The region has been carpet-bombed with Ryan’s campaign ads.
“There’s lots. Lots and lots,” said a Benalla florist when asked about the political plumage in shop windows, and they are mostly for Ryan, some for Schneider and barely any for Malcolm.
It has been estimated Ryan has spent about $40,000 on the campaign; Corboy said “that’s a normal campaign spend”.
Eyebrows have been raised at the bounty of campaign material being splashed over the seat. Corflutes, billboards, mailouts and free Stephanie Ryan shopping list notepads have been spotted throughout the electorate. Her campaign sponsored a Seymour horse race and will sponsor another one early November, where 2500 racegoers are expected. Sponsorship costs about $1000 a pop and goes towards the club’s upkeep. Ryan told Crikey she had driven about 50,000 kilometres since beginning campaigning in February, and rumours of a new round of TV advertising in the area are spreading.

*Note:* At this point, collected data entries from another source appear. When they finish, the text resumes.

use crate::entities::{
    AccountId, Amount, CategoryId, CurrencyId, NO_CATEGORY_ID, SPLIT_CATEGORY_ID, TransactionId,
    attributes::{Attribute, TransactionAttribute},
    categories::{Category, CategoryTree, NewCategory},
    currencies::Currency,
    transactions::BlotterRecord,
};
use crate::error::DbError;
use serde::{Deserialize, Serialize};
use std::cell::RefCell;
use std::collections::{HashMap, HashSet};
use std::path::{Path, PathBuf};

pub trait CategoryRepository {
    /// Full category hierarchy
    fn load_categories(&self) -> Result<CategoryTree, DbError>;

    /// Real categories only; sentinel ids resolve to `None`.
    fn get_category_by_id(&self, id: CategoryId) -> Option<Category>;

    fn insert_category(&self, category: NewCategory) -> Result<CategoryId, DbError>;
}

pub trait AttributeRepository {
    /// Attributes defined on the category and on all of its ancestors,
    /// closest ancestor last.
    fn attributes_for_category(&self, category_id: CategoryId) -> Vec<Attribute>;
}

pub trait CurrencyRepository {
    fn currency_by_id(&self, id: CurrencyId) -> Option<Currency>;
}

pub trait BlotterRepository {
    /// All transactions, newest first
    fn blotter(&self) -> Vec<BlotterRecord>;

    fn transaction(&self, id: TransactionId) -> Option<BlotterRecord>;

    /// Replace the category and attribute values of a transaction
    fn save_transaction_category(
        &self,
        id: TransactionId,
        category_id: CategoryId,
        attributes: &[TransactionAttribute],
    ) -> Result<(), DbError>;
}

/// Everything the presentation layer reads from
pub trait Database:
    CategoryRepository + AttributeRepository + CurrencyRepository + BlotterRepository + std::fmt::Debug
{
    /// Persist pending changes, if the store is backed by a file
    fn flush(&self) -> Result<(), DbError>;
}

/// On-disk layout of the JSON data file
#[derive(Debug, Clone, Default, PartialEq, Serialize, Deserialize)]
pub struct StoreData {
    #[serde(default)]
    pub categories: Vec<Category>,
    #[serde(default)]
    pub attributes: Vec<Attribute>,
    #[serde(default)]
    pub currencies: Vec<Currency>,
    #[serde(default)]
    pub transactions: Vec<BlotterRecord>,
}

impl StoreData {
    fn validate(&self) -> Result<(), DbError> {
        let mut ids: HashSet<CategoryId> = HashSet::new();
        for category in &self.categories {
            // Zero and negative ids are reserved for the sentinel entries
            if category.id <= NO_CATEGORY_ID {
                return Err(DbError::ReservedCategoryId(category.id));
            }
            if !ids.insert(category.id) {
                return Err(DbError::DuplicateCategoryId(category.id));
            }
        }
        for category in &self.categories {
            if category.title.trim().is_empty() {
                return Err(DbError::EmptyTitle);
            }
            if let Some(parent) = category.parent_id {
                if !ids.contains(&parent) {
                    return Err(DbError::UnknownParent(category.id, parent));
                }
            }
        }
        Ok(())
    }

    /// Recompute running balances in chronological order. Transfers also
    /// credit the destination account so its later rows stay correct.
    fn recompute_balances(&mut self) {
        let mut order: Vec<usize> = (0..self.transactions.len()).collect();
        order.sort_by_key(|&i| (self.transactions[i].datetime, self.transactions[i].id));

        let mut balances: HashMap<AccountId, Amount> = HashMap::new();
        for i in order {
            let record = &mut self.transactions[i];
            if record.is_template {
                continue;
            }
            let balance = balances.entry(record.from_account_id).or_default();
            *balance += record.from_amount;
            record.from_account_balance = *balance;

            if record.is_transfer() {
                *balances.entry(record.to_account_id).or_default() += record.credited_amount();
            }
        }
    }
}

/// In-memory store, optionally loaded from and flushed to a JSON file
#[derive(Debug, Default)]
pub struct MemoryStore {
    path: Option<PathBuf>,
    data: RefCell<StoreData>,
}

impl MemoryStore {
    pub fn from_data(mut data: StoreData) -> Result<Self, DbError> {
        data.validate()?;
        data.recompute_balances();
        Ok(Self {
            path: None,
            data: RefCell::new(data),
        })
    }

    /// Open a data file. A missing file yields an empty store that will be
    /// created on the first flush.
    pub fn open(path: impl AsRef<Path>) -> Result<Self, DbError> {
        let path = path.as_ref().to_path_buf();
        let data = if path.exists() {
            let raw = std::fs::read_to_string(&path)?;
            serde_json::from_str(&raw)?
        } else {
            tracing::info!("Data file {} not found, starting empty", path.display());
            StoreData::default()
        };

        let mut store = Self::from_data(data)?;
        store.path = Some(path);
        Ok(store)
    }

    pub fn path(&self) -> Option<&Path> {
        self.path.as_deref()
    }

    pub fn snapshot(&self) -> StoreData {
        self.data.borrow().clone()
    }

    fn category_level(data: &StoreData, category: &Category) -> u32 {
        let parents: HashMap<CategoryId, Option<CategoryId>> =
            data.categories.iter().map(|c| (c.id, c.parent_id)).collect();

        let mut level = 1;
        let mut seen = HashSet::from([category.id]);
        let mut current = category.parent_id;
        while let Some(parent) = current {
            if !seen.insert(parent) {
                break;
            }
            match parents.get(&parent) {
                Some(next) => {
                    level += 1;
                    current = *next;
                }
                None => break,
            }
        }
        level
    }
}

impl CategoryRepository for MemoryStore {
    fn load_categories(&self) -> Result<CategoryTree, DbError> {
        Ok(CategoryTree::build(&self.data.borrow().categories))
    }

    fn get_category_by_id(&self, id: CategoryId) -> Option<Category> {
        if id == NO_CATEGORY_ID || id == SPLIT_CATEGORY_ID {
            return None;
        }
        let data = self.data.borrow();
        data.categories.iter().find(|c| c.id == id).map(|c| Category {
            level: Self::category_level(&data, c),
            ..c.clone()
        })
    }

    fn insert_category(&self, category: NewCategory) -> Result<CategoryId, DbError> {
        let title = category.title.trim();
        if title.is_empty() {
            return Err(DbError::EmptyTitle);
        }

        let mut data = self.data.borrow_mut();
        let id = data.categories.iter().map(|c| c.id).max().unwrap_or(0).max(0) + 1;
        if let Some(parent) = category.parent_id {
            if !data.categories.iter().any(|c| c.id == parent) {
                return Err(DbError::UnknownParent(id, parent));
            }
        }

        data.categories.push(Category {
            id,
            title: title.to_string(),
            parent_id: category.parent_id,
            level: 0,
        });
        tracing::info!("Created category {} ({})", id, title);
        Ok(id)
    }
}

impl AttributeRepository for MemoryStore {
    fn attributes_for_category(&self, category_id: CategoryId) -> Vec<Attribute> {
        if category_id == NO_CATEGORY_ID || category_id == SPLIT_CATEGORY_ID {
            return Vec::new();
        }

        let data = self.data.borrow();
        let parents: HashMap<CategoryId, Option<CategoryId>> =
            data.categories.iter().map(|c| (c.id, c.parent_id)).collect();

        // Walk up to the root, then emit root-first
        let mut chain = Vec::new();
        let mut current = Some(category_id);
        while let Some(id) = current {
            if chain.contains(&id) || !parents.contains_key(&id) {
                break;
            }
            chain.push(id);
            current = parents.get(&id).copied().flatten();
        }

        chain
            .iter()
            .rev()
            .flat_map(|id| data.attributes.iter().filter(move |a| a.category_id == *id))
            .cloned()
            .collect()
    }
}

impl CurrencyRepository for MemoryStore {
    fn currency_by_id(&self, id: CurrencyId) -> Option<Currency> {
        self.data
            .borrow()
            .currencies
            .iter()
            .find(|c| c.id == id)
            .cloned()
    }
}

impl BlotterRepository for MemoryStore {
    fn blotter(&self) -> Vec<BlotterRecord> {
        let data = self.data.borrow();
        let titles: HashMap<CategoryId, &str> = data
            .categories
            .iter()
            .map(|c| (c.id, c.title.as_str()))
            .collect();

        let mut records: Vec<BlotterRecord> = data
            .transactions
            .iter()
            .map(|t| {
                let mut record = t.clone();
                if let Some(title) = titles.get(&record.category_id) {
                    record.category_title = Some(title.to_string());
                }
                record
            })
            .collect();
        records.sort_by(|a, b| b.datetime.cmp(&a.datetime).then(b.id.cmp(&a.id)));
        records
    }

    fn transaction(&self, id: TransactionId) -> Option<BlotterRecord> {
        self.blotter().into_iter().find(|t| t.id == id)
    }

    fn save_transaction_category(
        &self,
        id: TransactionId,
        category_id: CategoryId,
        attributes: &[TransactionAttribute],
    ) -> Result<(), DbError> {
        let category_title = self.get_category_by_id(category_id).map(|c| c.title);

        let mut data = self.data.borrow_mut();
        let record = data
            .transactions
            .iter_mut()
            .find(|t| t.id == id)
            .ok_or(DbError::UnknownTransaction(id))?;

        record.category_id = category_id;
        record.category_title = category_title;
        record.category_attributes = attributes
            .iter()
            .map(|a| (a.attribute_id, a.value.clone()))
            .collect();
        Ok(())
    }
}

impl Database for MemoryStore {
    fn flush(&self) -> Result<(), DbError> {
        let Some(ref path) = self.path else {
            return Ok(());
        };
        if let Some(dir) = path.parent() {
            std::fs::create_dir_all(dir)?;
        }
        let json = serde_json::to_string_pretty(&*self.data.borrow())?;
        std::fs::write(path, json)?;
        tracing::debug!("Flushed store to {}", path.display());
        Ok(())
    }
}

“They have spent mega-bucks,” said fine foods business owner Mark Dossor, who is also the acting secretary of Seymour Business and Tourism. But he says his customers report that the mass of material has not been received as intended. “It’s like mocking someone who drives a Merc,” he said.
The strategy appears to be working. Those Euroa voters Crikey managed to speak to barely mentioned the other candidates. On Clare Malcolm, politically engaged Dossor said he “wouldn’t be able to recall the name” had he not been asked, due to her perceived absence from the campaign.
Malcolm estimates Ryan’s campaign has outspent Schneider’s “five-to-one” and casts doubt on Ryan’s esteem in the electorate. “The quality of the National Party candidate and concerns about her ability to represent the electorate is coming up across the electorate.”
But in Benalla, where city councillor Peter Davis said the election will be won or lost, Ryan’s credibility gap could pull her back. At one point during his tenure Sykes was better recognised as the region’s representative than the Premier, but doubt has been cast over Ryan’s power in the Nationals party room. Residents fear her youth and relative inexperience would mean she would lack the clout to put Euroa’s issues on the agenda in Spring Street.
The other hurdle for Ryan is “she’s not really Benalla flavoured,” Davis said. “From a Nationals point of view, this girl is not seen as a local girl.” Ryan’s time spent in Melbourne at RMIT and working in Spring Street has been met with suspicion. Despite her upbringing on a dairy farm in the Murchison area, between Shepparton and Seymour, she left after high school and only returned to the country for a year to work as a journalist and again to campaign for the election.
“Like a lot of country kids who went to university in Melbourne I stayed there for a period of time because that’s where the job opportunities are. And that’s an issue that is facing the electorate more broadly,” Ryan said.
“I fell into politics, even though I had been in it a long time,” she said. Ryan acknowledges a “whispering campaign” against her but she says she is trying to keep above it all.
Corboy backed his former rival. “I’m fairly confident the Nationals will win it, and it will be from Steph’s efforts,” he said.